#### [PROBLEM]
Pull each line holding the word "than" from the data.

#### [Saved data entries]
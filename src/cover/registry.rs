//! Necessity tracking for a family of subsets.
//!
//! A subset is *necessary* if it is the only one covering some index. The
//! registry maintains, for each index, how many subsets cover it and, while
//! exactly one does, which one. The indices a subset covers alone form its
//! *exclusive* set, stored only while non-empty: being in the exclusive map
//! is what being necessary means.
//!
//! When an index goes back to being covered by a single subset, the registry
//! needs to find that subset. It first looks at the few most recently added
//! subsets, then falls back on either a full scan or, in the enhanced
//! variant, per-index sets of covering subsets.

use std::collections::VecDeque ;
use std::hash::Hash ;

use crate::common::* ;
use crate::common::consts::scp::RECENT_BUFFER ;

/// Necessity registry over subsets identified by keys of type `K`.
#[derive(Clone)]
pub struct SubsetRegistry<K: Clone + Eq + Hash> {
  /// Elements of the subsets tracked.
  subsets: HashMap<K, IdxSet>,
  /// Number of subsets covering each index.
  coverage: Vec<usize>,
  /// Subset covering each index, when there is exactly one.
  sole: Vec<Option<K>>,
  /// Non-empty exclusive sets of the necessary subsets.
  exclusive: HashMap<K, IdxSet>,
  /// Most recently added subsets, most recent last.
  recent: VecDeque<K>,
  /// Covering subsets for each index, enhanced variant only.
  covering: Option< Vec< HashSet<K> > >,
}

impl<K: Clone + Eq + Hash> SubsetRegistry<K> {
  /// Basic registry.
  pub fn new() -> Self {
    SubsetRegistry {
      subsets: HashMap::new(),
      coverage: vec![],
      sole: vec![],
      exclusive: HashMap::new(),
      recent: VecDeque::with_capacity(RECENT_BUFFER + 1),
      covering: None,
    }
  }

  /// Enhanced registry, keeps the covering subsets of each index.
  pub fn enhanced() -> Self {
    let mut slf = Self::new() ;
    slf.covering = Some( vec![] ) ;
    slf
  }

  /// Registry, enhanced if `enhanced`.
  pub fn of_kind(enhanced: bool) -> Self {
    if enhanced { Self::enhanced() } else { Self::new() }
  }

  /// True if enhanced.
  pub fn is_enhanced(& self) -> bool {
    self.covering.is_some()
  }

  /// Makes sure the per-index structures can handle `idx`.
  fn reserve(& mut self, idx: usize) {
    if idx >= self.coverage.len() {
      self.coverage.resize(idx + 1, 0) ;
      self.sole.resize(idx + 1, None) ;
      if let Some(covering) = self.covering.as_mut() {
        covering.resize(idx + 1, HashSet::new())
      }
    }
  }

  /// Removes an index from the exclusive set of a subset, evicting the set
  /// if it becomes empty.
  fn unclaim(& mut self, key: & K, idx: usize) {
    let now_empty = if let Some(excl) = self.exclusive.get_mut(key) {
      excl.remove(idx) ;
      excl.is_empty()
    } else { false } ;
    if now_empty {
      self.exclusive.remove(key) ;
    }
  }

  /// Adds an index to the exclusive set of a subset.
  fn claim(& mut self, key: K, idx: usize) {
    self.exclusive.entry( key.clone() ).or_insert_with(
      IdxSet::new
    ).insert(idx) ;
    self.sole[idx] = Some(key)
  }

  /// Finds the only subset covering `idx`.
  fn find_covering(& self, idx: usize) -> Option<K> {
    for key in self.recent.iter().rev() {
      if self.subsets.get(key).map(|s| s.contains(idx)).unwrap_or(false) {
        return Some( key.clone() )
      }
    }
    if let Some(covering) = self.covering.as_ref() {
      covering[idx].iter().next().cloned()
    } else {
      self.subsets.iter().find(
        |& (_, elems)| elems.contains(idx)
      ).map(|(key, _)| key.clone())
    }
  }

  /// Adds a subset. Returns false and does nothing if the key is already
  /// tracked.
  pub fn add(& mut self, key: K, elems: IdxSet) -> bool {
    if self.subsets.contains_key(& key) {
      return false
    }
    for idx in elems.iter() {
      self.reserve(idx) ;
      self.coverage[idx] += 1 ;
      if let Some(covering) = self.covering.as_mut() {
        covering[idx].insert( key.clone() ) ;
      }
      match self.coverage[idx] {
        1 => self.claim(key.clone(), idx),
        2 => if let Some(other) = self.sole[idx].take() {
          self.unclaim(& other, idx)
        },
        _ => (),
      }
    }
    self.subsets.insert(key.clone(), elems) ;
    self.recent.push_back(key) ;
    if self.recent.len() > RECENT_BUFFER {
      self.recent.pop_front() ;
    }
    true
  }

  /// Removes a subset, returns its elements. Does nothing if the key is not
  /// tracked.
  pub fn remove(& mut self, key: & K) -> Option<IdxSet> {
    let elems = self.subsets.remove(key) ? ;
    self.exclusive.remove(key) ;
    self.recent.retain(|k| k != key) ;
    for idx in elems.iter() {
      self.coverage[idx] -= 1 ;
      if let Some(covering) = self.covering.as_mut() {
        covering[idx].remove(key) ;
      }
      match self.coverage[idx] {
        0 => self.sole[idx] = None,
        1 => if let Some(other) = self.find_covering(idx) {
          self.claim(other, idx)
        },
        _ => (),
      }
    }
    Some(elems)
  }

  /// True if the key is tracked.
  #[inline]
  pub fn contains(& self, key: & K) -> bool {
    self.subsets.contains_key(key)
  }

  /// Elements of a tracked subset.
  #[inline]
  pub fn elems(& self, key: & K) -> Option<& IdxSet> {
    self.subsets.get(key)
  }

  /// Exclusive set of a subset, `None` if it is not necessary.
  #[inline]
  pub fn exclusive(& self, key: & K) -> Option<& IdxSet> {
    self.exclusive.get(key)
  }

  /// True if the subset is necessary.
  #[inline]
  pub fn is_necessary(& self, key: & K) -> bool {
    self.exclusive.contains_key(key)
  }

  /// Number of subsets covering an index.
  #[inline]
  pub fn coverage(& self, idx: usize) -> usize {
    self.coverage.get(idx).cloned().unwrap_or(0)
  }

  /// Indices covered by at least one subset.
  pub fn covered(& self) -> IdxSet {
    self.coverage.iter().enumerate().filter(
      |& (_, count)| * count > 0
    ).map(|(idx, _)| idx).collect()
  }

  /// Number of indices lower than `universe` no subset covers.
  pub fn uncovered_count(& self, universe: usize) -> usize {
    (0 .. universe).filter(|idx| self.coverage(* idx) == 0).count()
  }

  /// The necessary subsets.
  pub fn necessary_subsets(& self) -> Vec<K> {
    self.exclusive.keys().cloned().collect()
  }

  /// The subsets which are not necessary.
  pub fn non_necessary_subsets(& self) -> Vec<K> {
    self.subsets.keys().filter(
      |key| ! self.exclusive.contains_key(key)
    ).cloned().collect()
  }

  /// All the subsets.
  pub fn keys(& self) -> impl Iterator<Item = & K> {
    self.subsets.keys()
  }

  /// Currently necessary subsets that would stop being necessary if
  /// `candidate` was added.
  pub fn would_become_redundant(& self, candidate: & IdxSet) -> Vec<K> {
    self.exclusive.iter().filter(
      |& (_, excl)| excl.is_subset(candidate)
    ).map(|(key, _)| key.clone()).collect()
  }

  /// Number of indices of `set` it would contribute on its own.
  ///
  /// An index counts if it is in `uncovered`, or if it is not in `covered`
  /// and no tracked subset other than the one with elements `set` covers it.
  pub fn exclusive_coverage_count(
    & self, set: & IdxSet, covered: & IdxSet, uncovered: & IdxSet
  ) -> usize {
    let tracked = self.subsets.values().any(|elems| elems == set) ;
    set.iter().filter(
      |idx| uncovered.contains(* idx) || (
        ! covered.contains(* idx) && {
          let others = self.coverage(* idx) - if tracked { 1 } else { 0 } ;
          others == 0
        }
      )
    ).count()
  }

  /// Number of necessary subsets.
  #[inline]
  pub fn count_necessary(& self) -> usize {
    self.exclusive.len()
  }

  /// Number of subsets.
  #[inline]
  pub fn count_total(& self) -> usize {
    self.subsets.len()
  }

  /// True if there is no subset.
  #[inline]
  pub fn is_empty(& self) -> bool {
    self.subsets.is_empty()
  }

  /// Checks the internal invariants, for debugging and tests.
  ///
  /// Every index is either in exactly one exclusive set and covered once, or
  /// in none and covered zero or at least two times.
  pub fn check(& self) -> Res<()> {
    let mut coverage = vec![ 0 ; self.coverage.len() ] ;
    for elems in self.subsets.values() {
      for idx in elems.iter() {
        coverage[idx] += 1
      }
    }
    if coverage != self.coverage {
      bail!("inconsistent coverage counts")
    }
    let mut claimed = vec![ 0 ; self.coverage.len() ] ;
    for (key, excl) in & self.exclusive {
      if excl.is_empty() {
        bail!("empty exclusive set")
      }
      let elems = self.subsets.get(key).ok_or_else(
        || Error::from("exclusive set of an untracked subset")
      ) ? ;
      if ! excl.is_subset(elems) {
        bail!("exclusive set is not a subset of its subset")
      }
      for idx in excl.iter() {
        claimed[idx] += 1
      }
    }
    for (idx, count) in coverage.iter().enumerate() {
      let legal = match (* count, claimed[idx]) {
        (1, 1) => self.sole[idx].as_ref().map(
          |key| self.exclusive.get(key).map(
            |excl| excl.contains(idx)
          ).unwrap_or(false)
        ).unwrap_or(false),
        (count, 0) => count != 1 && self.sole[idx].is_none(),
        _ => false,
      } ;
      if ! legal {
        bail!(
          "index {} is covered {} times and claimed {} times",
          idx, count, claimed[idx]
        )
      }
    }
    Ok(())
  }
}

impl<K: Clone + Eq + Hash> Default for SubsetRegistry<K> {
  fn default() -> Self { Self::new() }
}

...

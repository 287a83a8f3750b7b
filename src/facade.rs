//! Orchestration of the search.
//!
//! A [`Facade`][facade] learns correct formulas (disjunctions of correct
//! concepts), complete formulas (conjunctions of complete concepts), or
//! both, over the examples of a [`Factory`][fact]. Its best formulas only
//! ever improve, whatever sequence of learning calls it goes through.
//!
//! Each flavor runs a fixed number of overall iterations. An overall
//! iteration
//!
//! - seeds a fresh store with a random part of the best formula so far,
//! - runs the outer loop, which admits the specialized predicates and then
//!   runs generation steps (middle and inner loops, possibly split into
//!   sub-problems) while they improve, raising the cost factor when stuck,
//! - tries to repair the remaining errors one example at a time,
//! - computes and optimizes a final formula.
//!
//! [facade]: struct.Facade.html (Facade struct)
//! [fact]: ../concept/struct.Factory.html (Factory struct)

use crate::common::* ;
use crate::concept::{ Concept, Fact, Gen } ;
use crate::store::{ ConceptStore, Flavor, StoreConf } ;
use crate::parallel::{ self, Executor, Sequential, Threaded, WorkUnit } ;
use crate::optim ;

==

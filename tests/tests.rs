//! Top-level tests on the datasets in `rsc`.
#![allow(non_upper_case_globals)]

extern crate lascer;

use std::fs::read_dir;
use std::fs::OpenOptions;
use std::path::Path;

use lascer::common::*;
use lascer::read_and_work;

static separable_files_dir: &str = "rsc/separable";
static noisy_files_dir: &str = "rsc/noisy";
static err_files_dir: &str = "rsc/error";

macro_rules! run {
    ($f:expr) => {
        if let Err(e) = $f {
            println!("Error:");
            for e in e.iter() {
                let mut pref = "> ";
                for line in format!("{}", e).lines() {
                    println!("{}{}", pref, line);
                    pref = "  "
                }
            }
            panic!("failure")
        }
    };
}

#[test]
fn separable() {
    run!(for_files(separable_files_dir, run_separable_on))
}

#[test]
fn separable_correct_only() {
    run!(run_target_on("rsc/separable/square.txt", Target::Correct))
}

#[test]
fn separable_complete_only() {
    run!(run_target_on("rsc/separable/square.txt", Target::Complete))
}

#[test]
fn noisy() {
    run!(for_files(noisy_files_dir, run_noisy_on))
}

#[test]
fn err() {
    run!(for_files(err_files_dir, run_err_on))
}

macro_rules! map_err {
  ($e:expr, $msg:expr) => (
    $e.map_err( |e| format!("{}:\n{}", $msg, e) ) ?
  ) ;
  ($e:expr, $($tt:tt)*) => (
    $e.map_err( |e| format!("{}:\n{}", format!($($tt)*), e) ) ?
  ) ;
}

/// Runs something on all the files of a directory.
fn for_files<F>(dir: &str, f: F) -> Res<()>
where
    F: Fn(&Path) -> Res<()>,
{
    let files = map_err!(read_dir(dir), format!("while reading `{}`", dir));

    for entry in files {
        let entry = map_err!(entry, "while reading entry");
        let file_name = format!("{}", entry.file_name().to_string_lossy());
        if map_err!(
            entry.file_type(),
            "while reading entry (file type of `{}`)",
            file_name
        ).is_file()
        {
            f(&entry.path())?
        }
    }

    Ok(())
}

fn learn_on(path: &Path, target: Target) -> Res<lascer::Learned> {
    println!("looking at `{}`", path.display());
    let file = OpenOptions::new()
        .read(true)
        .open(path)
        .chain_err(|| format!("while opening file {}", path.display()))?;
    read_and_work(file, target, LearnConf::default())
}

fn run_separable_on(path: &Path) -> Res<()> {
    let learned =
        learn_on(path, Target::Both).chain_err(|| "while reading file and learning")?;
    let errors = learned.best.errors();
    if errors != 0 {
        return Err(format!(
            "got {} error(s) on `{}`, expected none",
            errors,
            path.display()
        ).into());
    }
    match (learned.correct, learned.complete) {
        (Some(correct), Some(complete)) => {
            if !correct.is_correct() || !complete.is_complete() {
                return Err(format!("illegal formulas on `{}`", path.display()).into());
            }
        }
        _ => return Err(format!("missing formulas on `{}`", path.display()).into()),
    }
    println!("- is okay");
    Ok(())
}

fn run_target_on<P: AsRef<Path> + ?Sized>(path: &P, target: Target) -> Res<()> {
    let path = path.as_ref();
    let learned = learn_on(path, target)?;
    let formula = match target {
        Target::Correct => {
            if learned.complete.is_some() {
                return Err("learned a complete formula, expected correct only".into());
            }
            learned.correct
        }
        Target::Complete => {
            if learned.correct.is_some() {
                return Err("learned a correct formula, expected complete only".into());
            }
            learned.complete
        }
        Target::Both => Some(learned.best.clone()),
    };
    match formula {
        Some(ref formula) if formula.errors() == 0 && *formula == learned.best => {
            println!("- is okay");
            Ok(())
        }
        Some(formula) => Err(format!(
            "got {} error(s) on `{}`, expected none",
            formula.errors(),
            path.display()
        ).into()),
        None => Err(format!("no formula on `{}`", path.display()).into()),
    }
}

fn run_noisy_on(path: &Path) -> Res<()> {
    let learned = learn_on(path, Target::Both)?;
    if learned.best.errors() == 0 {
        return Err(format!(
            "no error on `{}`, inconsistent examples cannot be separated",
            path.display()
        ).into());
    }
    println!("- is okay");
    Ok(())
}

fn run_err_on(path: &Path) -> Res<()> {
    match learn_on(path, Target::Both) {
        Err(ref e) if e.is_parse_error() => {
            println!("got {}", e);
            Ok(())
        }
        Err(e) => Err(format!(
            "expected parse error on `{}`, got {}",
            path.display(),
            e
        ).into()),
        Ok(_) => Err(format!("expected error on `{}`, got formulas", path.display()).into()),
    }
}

#### [YOUR SOLUTION]
  /// Number of indices lower than `universe` no subset covers.
  /// and no tracked subset other than the one with elements `set` covers it.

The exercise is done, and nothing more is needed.